The program, which chronicles the life of brilliant, cruel diagnostician Gregory House, (Hugh Laurie), follows one patient with a mysterious illness over the course of each episode. These weekly guest stars provide plenty of drama and medical gross-outs, from bleeding from the ears to Alien Hand Syndrome.

However, the show more closely follows House’s co-workers, which include boss Dr. Cuddy, (Lisa Edelstein), only friend Wilson, (Robert Sean Leonard) and his much abused staff. The interaction between the nine regulars is what drew me to the show – everything from romance to risky surgery is portrayed in an innovative and poignant way.

Despite its famously procedural nature, the shocker of last season’s end prompted creator David Shore to diverge from the usual episode format for the sixth season premiere. House, a Vicodin addict, hits rock bottom after debilitating hallucinations, and is taken to rehab by Wilson.

The sixth season opens with House undergoing withdrawals from Vicodin as he detoxes. Despite his anticipation to return to the hospital, the mental ward staff assures him that a detox is not the only thing necessary: he must want to improve psychologically.

The two-hour episode follows him on this (reluctant) journey, as he fights his cynical and misanthropic nature in order to improve himself. House deals with Alvie, an annoyingly manic roommate, and Dr. Nolan, a very strict psychologist who refuses to give in to House’s demands to retrieve his medical license.

Many people have criticized the show for its unlovable main character. However, this episode is a quintessential example of the argument I always present: House is a human underneath his sardonic persona.

Shore and director Katie Jacobs have taken the show through cast changes, broken romances and network demands, and this dramatic change was, as always, handled deftly and with wisdom.

Although House maintains some symptoms of being a prime-time TV show, such as explicit material and constant drama, it also proves that television is not always a mind-numbing medium.

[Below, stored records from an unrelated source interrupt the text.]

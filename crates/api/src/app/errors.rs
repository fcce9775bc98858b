use axum::http::StatusCode;
use axum::response::IntoResponse;
use serde_json::json;

use gatehouse_auth::MembershipError;

/// Map a membership mutation failure to its HTTP convention:
/// 409 = caller not a registered user, 403 = caller not a member of the
/// named tenant, 500 = unexpected failure. Messages stay generic so a tenant
/// id's validity is never revealed.
pub fn membership_error_to_response(err: MembershipError) -> axum::response::Response {
    match err {
        MembershipError::NotRegistered | MembershipError::RecordMissing => json_error(
            StatusCode::CONFLICT,
            "not_registered",
            "You are not a registered user.",
        ),
        MembershipError::UnknownTenant => json_error(
            StatusCode::FORBIDDEN,
            "not_a_member",
            "You are not a member of the provided customer id.",
        ),
        MembershipError::Store(e) => {
            tracing::error!(error = %e, "membership mutation failed");
            json_error(
                StatusCode::INTERNAL_SERVER_ERROR,
                "internal_error",
                "Something went wrong.",
            )
        }
    }
}

pub fn json_error(
    status: StatusCode,
    code: &'static str,
    message: impl Into<String>,
) -> axum::response::Response {
    (
        status,
        axum::Json(json!({
            "error": code,
            "message": message.into(),
        })),
    )
        .into_response()
}
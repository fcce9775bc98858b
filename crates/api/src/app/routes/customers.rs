//! Tenant-management endpoints: join, switch active, replace roles.

use std::sync::Arc;

use axum::{
    extract::{Extension, Path},
    http::StatusCode,
    response::IntoResponse,
    routing::{post, put},
    Json, Router,
};

use gatehouse_auth::{add_tenant, switch_active_tenant, update_tenant_roles};
use gatehouse_core::TenantId;

use crate::app::{dto, errors};
use crate::app::services::AppServices;
use crate::context::Caller;

pub fn router() -> Router {
    Router::new()
        .route("/", post(add_customer))
        .route("/active", put(switch_active_customer))
        .route("/:customer_id/roles", put(update_customer_roles))
}

/// `POST /customers`: join a tenant (idempotent). 204 on success or no-op.
pub async fn add_customer(
    Extension(services): Extension<Arc<AppServices>>,
    Extension(caller): Extension<Caller>,
    Json(body): Json<dto::AddTenantRequest>,
) -> axum::response::Response {
    let outcome = add_tenant(
        services.store.as_ref(),
        caller.user_id(),
        body.id,
        body.roles,
        body.make_active,
    )
    .await;

    match outcome {
        Ok(()) => StatusCode::NO_CONTENT.into_response(),
        Err(err) => errors::membership_error_to_response(err),
    }
}

/// `PUT /customers/active`: select a different active tenant.
///
/// The current active tenant comes from the caller's decision context, so a
/// request naming it is a trivial 204 without touching the store.
pub async fn switch_active_customer(
    Extension(services): Extension<Arc<AppServices>>,
    Extension(caller): Extension<Caller>,
    Json(body): Json<dto::SwitchActiveTenantRequest>,
) -> axum::response::Response {
    let outcome = switch_active_tenant(
        services.store.as_ref(),
        caller.user_id(),
        &body.customer_id,
        Some(caller.customer_id()),
    )
    .await;

    match outcome {
        Ok(()) => StatusCode::NO_CONTENT.into_response(),
        Err(err) => errors::membership_error_to_response(err),
    }
}

/// `PUT /customers/{customer_id}/roles`: replace a membership's roles.
pub async fn update_customer_roles(
    Extension(services): Extension<Arc<AppServices>>,
    Extension(caller): Extension<Caller>,
    Path(customer_id): Path<String>,
    Json(body): Json<dto::UpdateTenantRolesRequest>,
) -> axum::response::Response {
    let outcome = update_tenant_roles(
        services.store.as_ref(),
        caller.user_id(),
        &TenantId::new(customer_id),
        body.roles,
    )
    .await;

    match outcome {
        Ok(()) => StatusCode::NO_CONTENT.into_response(),
        Err(err) => errors::membership_error_to_response(err),
    }
}
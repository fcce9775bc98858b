//! Process-wide tracing/logging setup.

pub mod tracing;

/// Initialize observability for the process (tracing/logging).
///
/// Safe to call multiple times; subsequent calls become no-ops, so tests and
/// the server binary can both call it unconditionally.
pub fn init() {
    tracing::init();
}
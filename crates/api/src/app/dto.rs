//! Request DTOs for the tenant-management endpoints.

use serde::Deserialize;

use gatehouse_core::{RoleName, TenantId};

#[derive(Debug, Deserialize)]
#[serde(rename_all = "camelCase")]
pub struct AddTenantRequest {
    pub id: TenantId,
    #[serde(default)]
    pub roles: Vec<RoleName>,
    #[serde(default)]
    pub make_active: bool,
}

#[derive(Debug, Deserialize)]
#[serde(rename_all = "camelCase")]
pub struct SwitchActiveTenantRequest {
    pub customer_id: TenantId,
}

#[derive(Debug, Deserialize)]
pub struct UpdateTenantRolesRequest {
    pub roles: Vec<RoleName>,
}
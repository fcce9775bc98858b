//! Role catalog access: resolve role names to definitions, seed the catalog.

use gatehouse_core::{RoleCatalog, RoleDefinition, RoleName, RouteGrant};
use gatehouse_store::{AuthStore, StoreError};

/// Look up definitions for the given role names in the global catalog.
///
/// Names missing from the catalog are silently omitted (with a diagnostic);
/// an absent catalog record yields an empty result, which downstream
/// consolidation turns into a deny-by-default decision.
pub async fn resolve_roles(
    store: &dyn AuthStore,
    names: &[RoleName],
) -> Result<Vec<RoleDefinition>, StoreError> {
    let Some(catalog) = store.get_role_catalog().await? else {
        tracing::warn!("there is no authorizer role catalog configured");
        return Ok(Vec::new());
    };

    let mut definitions = Vec::new();
    for name in names {
        match catalog.find(name) {
            Some(definition) => definitions.push(definition.clone()),
            None => tracing::warn!(role = %name, "role is not present in the catalog"),
        }
    }

    Ok(definitions)
}

/// Invert a static route table into role definitions and replace the global
/// catalog wholesale.
pub async fn seed_catalog(store: &dyn AuthStore, routes: &[RouteGrant]) -> Result<(), StoreError> {
    let catalog = RoleCatalog::from_routes(routes);
    tracing::info!(roles = catalog.roles.len(), "seeding role catalog");
    store.put_role_catalog(catalog).await
}
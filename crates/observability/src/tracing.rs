//! Tracing/logging initialization.

use tracing_subscriber::EnvFilter;

/// Initialize JSON logging with an env-configurable filter.
///
/// Defaults to `info`; override via `RUST_LOG`. Authorization failure detail
/// lands in the logs and nowhere else; the HTTP surface stays opaque.
pub fn init() {
    let filter = EnvFilter::try_from_default_env().unwrap_or_else(|_| EnvFilter::new("info"));

    let _ = tracing_subscriber::fmt()
        .with_env_filter(filter)
        .json()
        .with_timer(tracing_subscriber::fmt::time::SystemTime)
        .with_target(false)
        .try_init();
}
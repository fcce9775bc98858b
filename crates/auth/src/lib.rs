//! `gatehouse-auth` — the authorization decision engine.
//!
//! Per-request path: verify the bearer credential, resolve the caller's
//! active tenant membership, expand its roles through the global catalog,
//! consolidate allow/deny path sets, and assemble a decision document.
//! Tenant-membership mutations (join, switch active, replace roles) live
//! here too since the engine depends on their invariants for correctness.
//!
//! This crate is intentionally decoupled from HTTP framing; `gatehouse-api`
//! maps outcomes to status codes.

pub mod catalog;
pub mod decision;
pub mod policy;
pub mod tenants;
pub mod verifier;

pub use catalog::{resolve_roles, seed_catalog};
pub use decision::{
    Authorizer, DecisionDocument, Effect, PolicyDocument, PolicyStatement, RequestContext,
    Unauthorized,
};
pub use policy::{consolidate, ConsolidatedPolicy};
pub use tenants::{add_tenant, switch_active_tenant, update_tenant_roles, MembershipError};
pub use verifier::{CredentialError, CredentialVerifier};
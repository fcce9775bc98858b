//! Credential verification: bearer parsing and signed-token validation.

use jsonwebtoken::{Algorithm, DecodingKey, Validation};
use serde::{Deserialize, Serialize};
use thiserror::Error;
use tokio::sync::OnceCell;

use gatehouse_core::UserId;
use gatehouse_store::SecretStore;

/// Why a credential was rejected. Detail is logged server-side only; callers
/// surface a generic unauthorized outcome.
#[derive(Debug, Error, Clone, PartialEq, Eq)]
pub enum CredentialError {
    #[error("no auth token was provided")]
    MissingCredential,

    #[error("the provided auth token is not a bearer token")]
    MalformedCredential,

    #[error("unable to validate auth token because a signature is not configured")]
    SignatureUnavailable,

    #[error("auth token signature verification failed")]
    InvalidSignature,

    #[error("auth token has expired")]
    Expired,
}

/// Registered claims plus the custom payload carrying the caller identity.
///
/// The user id travels in the nested `data.sub` field, not the registered
/// subject claim.
#[derive(Debug, Serialize, Deserialize)]
struct Claims {
    exp: i64,
    data: TokenPayload,
}

#[derive(Debug, Serialize, Deserialize)]
struct TokenPayload {
    sub: String,
}

/// Validates bearer credentials against an HS256 signing key fetched lazily
/// from the secret store.
///
/// The key is fetched on first use and cached for the life of the verifier
/// (one per process). A fetch failure fails the current request and is not
/// retried within the call; the next request triggers a fresh fetch.
pub struct CredentialVerifier {
    secrets: std::sync::Arc<dyn SecretStore>,
    secret_id: String,
    key: OnceCell<DecodingKey>,
}

impl CredentialVerifier {
    pub fn new(secrets: std::sync::Arc<dyn SecretStore>, secret_id: impl Into<String>) -> Self {
        Self {
            secrets,
            secret_id: secret_id.into(),
            key: OnceCell::new(),
        }
    }

    /// Verify a raw `Authorization` header value and extract the caller's
    /// user id from the token payload.
    pub async fn verify(&self, raw_header: Option<&str>) -> Result<UserId, CredentialError> {
        let raw = raw_header
            .map(str::trim)
            .filter(|h| !h.is_empty())
            .ok_or(CredentialError::MissingCredential)?;

        let (scheme, token) = raw
            .split_once(' ')
            .ok_or(CredentialError::MalformedCredential)?;
        if !scheme.eq_ignore_ascii_case("bearer") {
            return Err(CredentialError::MalformedCredential);
        }
        let token = token.trim();
        if token.is_empty() {
            return Err(CredentialError::MalformedCredential);
        }

        let key = self.signing_key().await?;
        let decoded =
            jsonwebtoken::decode::<Claims>(token, key, &Validation::new(Algorithm::HS256))
                .map_err(|err| match err.kind() {
                    jsonwebtoken::errors::ErrorKind::ExpiredSignature => CredentialError::Expired,
                    _ => CredentialError::InvalidSignature,
                })?;

        Ok(UserId::new(decoded.claims.data.sub))
    }

    async fn signing_key(&self) -> Result<&DecodingKey, CredentialError> {
        self.key
            .get_or_try_init(|| async {
                let secret = self
                    .secrets
                    .get_secret(&self.secret_id)
                    .await
                    .map_err(|err| {
                        tracing::error!(error = %err, "failed to fetch the token signing secret");
                        CredentialError::SignatureUnavailable
                    })?
                    .ok_or(CredentialError::SignatureUnavailable)?;
                Ok(DecodingKey::from_secret(secret.as_bytes()))
            })
            .await
    }
}

#[cfg(test)]
mod tests {
    use std::sync::Arc;

    use chrono::{Duration, Utc};
    use jsonwebtoken::{EncodingKey, Header};

    use gatehouse_store::InMemorySecrets;

    use super::*;

    const SECRET_ID: &str = "jwt-signature";

    fn verifier(secret: &str) -> CredentialVerifier {
        let secrets = Arc::new(InMemorySecrets::new().with_secret(SECRET_ID, secret));
        CredentialVerifier::new(secrets, SECRET_ID)
    }

    fn mint(secret: &str, sub: &str, expires_in: Duration) -> String {
        let claims = Claims {
            exp: (Utc::now() + expires_in).timestamp(),
            data: TokenPayload {
                sub: sub.to_string(),
            },
        };
        jsonwebtoken::encode(
            &Header::new(Algorithm::HS256),
            &claims,
            &EncodingKey::from_secret(secret.as_bytes()),
        )
        .unwrap()
    }

    #[tokio::test]
    async fn valid_bearer_token_yields_payload_sub() {
        let token = mint("s3cret", "u1", Duration::minutes(10));
        let header = format!("Bearer {token}");

        let user_id = verifier("s3cret").verify(Some(&header)).await.unwrap();
        assert_eq!(user_id, UserId::new("u1"));
    }

    #[tokio::test]
    async fn scheme_is_case_insensitive() {
        let token = mint("s3cret", "u1", Duration::minutes(10));
        let header = format!("bEaReR {token}");

        assert!(verifier("s3cret").verify(Some(&header)).await.is_ok());
    }

    #[tokio::test]
    async fn missing_header_is_rejected() {
        let err = verifier("s3cret").verify(None).await.unwrap_err();
        assert_eq!(err, CredentialError::MissingCredential);

        let err = verifier("s3cret").verify(Some("   ")).await.unwrap_err();
        assert_eq!(err, CredentialError::MissingCredential);
    }

    #[tokio::test]
    async fn non_bearer_scheme_is_rejected() {
        let err = verifier("s3cret")
            .verify(Some("Basic dXNlcjpwYXNz"))
            .await
            .unwrap_err();
        assert_eq!(err, CredentialError::MalformedCredential);

        let err = verifier("s3cret")
            .verify(Some("just-a-token"))
            .await
            .unwrap_err();
        assert_eq!(err, CredentialError::MalformedCredential);
    }

    #[tokio::test]
    async fn wrong_signing_secret_is_rejected() {
        let token = mint("other-secret", "u1", Duration::minutes(10));
        let header = format!("Bearer {token}");

        let err = verifier("s3cret").verify(Some(&header)).await.unwrap_err();
        assert_eq!(err, CredentialError::InvalidSignature);
    }

    #[tokio::test]
    async fn expired_token_is_rejected() {
        let token = mint("s3cret", "u1", Duration::hours(-2));
        let header = format!("Bearer {token}");

        let err = verifier("s3cret").verify(Some(&header)).await.unwrap_err();
        assert_eq!(err, CredentialError::Expired);
    }

    #[tokio::test]
    async fn unconfigured_secret_fails_the_request() {
        let secrets = Arc::new(InMemorySecrets::new());
        let verifier = CredentialVerifier::new(secrets, SECRET_ID);
        let token = mint("s3cret", "u1", Duration::minutes(10));
        let header = format!("Bearer {token}");

        let err = verifier.verify(Some(&header)).await.unwrap_err();
        assert_eq!(err, CredentialError::SignatureUnavailable);
    }
}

The ethical and relational questions make the show one of the most thought-provoking and profound on TV, as it spans everything from autistic patients to why House cannot form a meaningful relationship.

Despite its reputation for a depressing main character and plot, the new season of House proves that there is merit to its sadness. The episode ends with House, released from the institution, on his way back to the hospital wearing a happy face T-shirt. Shore and Jacobs are always faithful to their characters, and this has obviously paid off with one of the best shows on TV.